Jack Daniel’s Honors Freddie Figgers, the Founder of America’s Only Black-Owned Telecom Company
As a computer programmer and entrepreneur, Freddie Figgers was always destined for greatness. However, when he became the first Black entrepreneur to develop his own 4G LTE phone, according to Figgers.com, he became a Black history story in the making.
Now, Jack Daniel’s is making sure he gets his due thanks to a new campaign honoring him and other Black entrepreneurs like him. Titled “New Legacies, Making It Count,” the digital campaign launched today and will feature rising stars throughout the entirety of Black History Month.
“I am honored to be recognized by one of the largest brands in the nation,” Figgers said, in a statement provided to AfroTech. “Of course, I do not work for recognition, but it is always nice when one is honored for their contributions to society. I give to others because much has been given to me. I am hopeful that the partnership with Jack Daniel’s will inspire young people, emerging entrepreneurs and persons struggling to put one foot in front of the other and live to fight another day.”

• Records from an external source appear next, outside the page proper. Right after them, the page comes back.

//! 配置相关错误类型
//!
//! 定义所有与配置解析、验证、加载相关的错误

use thiserror::Error;

/// 配置相关错误
#[derive(Error, Debug)]
pub enum ConfigError {
    #[error("Invalid configuration format: {message}")]
    InvalidFormat { message: String },

    #[error("Invalid value for field '{field}': {value}")]
    InvalidValue { field: String, value: String },

    #[error("Configuration file not found: {path}")]
    FileNotFound { path: String },

    #[error("Failed to parse configuration: {source}")]
    ParseError {
        #[source]
        source: Box<dyn std::error::Error + Send + Sync>,
    },

    #[error("Environment variable error: {var}")]
    EnvError { var: String },

    #[error("I/O error: {0}")]
    Io(#[from] std::io::Error),
}

impl From<toml::de::Error> for ConfigError {
    fn from(err: toml::de::Error) -> Self {
        Self::ParseError {
            source: Box::new(err),
        }
    }
}

impl From<serde_json::Error> for ConfigError {
    fn from(err: serde_json::Error) -> Self {
        Self::ParseError {
            source: Box::new(err),
        }
    }
}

Figgers had an inauspicious start in life. His birth mother left him in a dumpster in Quincy, Florida — but his adoptive parents, Nathan and Betty Figgers, raised him with love and kindness. His first invention came when his father was diagnosed with Alzheimer’s disease — a shoe with a GPS tracker and two-way communication.

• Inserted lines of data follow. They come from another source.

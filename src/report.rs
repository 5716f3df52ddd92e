//! 测试结果汇总
//!
//! 文本格式保持与早期脚本输出一致，便于直接对比历史日志。

use gather::ProbeReport;
use serde::Serialize;
use std::fmt::Write as _;

const RULE_WIDTH: usize = 60;

#[derive(Debug, Clone, Serialize)]
pub struct Summary {
    pub passed: usize,
    pub total: usize,
    /// 百分比，无测试时为 0
    pub success_rate: f64,
    #[serde(skip_serializing_if = "Option::is_none")]
    pub source: Option<String>,
    pub results: Vec<ProbeReport>,
}

impl Summary {
    pub fn from_reports(results: Vec<ProbeReport>) -> Self {
        let total = results.len();
        let passed = results.iter().filter(|r| r.success).count();
        let success_rate = if total == 0 {
            0.0
        } else {
            passed as f64 / total as f64 * 100.0
        };
        Self {
            passed,
            total,
            success_rate,
            source: None,
            results,
        }
    }

    pub fn with_source(mut self, source: impl ToString) -> Self {
        self.source = Some(source.to_string());
        self
    }

    /// 没有执行任何测试时不算通过
    pub fn all_passed(&self) -> bool {
        self.total > 0 && self.passed == self.total
    }

    pub fn render_text(&self) -> String {
        let rule = "=".repeat(RULE_WIDTH);
        let mut out = String::new();

        // String 写入不会失败
        let _ = writeln!(out, "\n{rule}");
        let _ = writeln!(out, "TURN SERVER TEST SUMMARY");
        let _ = writeln!(out, "{rule}");
        let _ = writeln!(out, "Tests passed: {}/{}", self.passed, self.total);
        let _ = writeln!(out, "Overall success rate: {:.1}%", self.success_rate);
        let _ = writeln!(out);

        for result in &self.results {
            let status = if result.success { "✅ PASS" } else { "❌ FAIL" };
            let _ = writeln!(out, "{status} {}", result.test_name);
            match &result.error {
                Some(error) => {
                    let _ = writeln!(out, "  Error: {error}");
                }
                None => {
                    let _ = writeln!(out, "  Duration: {:.1}s", result.duration.as_secs_f64());
                    let _ = writeln!(
                        out,
                        "  Candidates: {} total, {} relay",
                        result.total_candidates, result.relay_candidates
                    );
                }
            }
            let _ = writeln!(out);
        }

        out
    }

    pub fn to_json(&self) -> serde_json::Result<String> {
        serde_json::to_string_pretty(self)
    }
}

Today, Figgers owns Figgers Communications, which is an independent, FCC-regulated telecommunications company offering cellular, mobile broadband, home phone, and international calling solutions. The company’s mission is to expand horizons and help loved ones connect and communicate. He’s also involved in his Florida community by sponsoring youth programs, paying senior citizens’ bills, and helping those whose homes are in foreclosure, as well as offering college scholarships to area high school seniors.
Most recently, Figgers subsidized the cost of 25,000 mobile hotspots for bridging the digital divide in rural Florida to help children and families remain connected.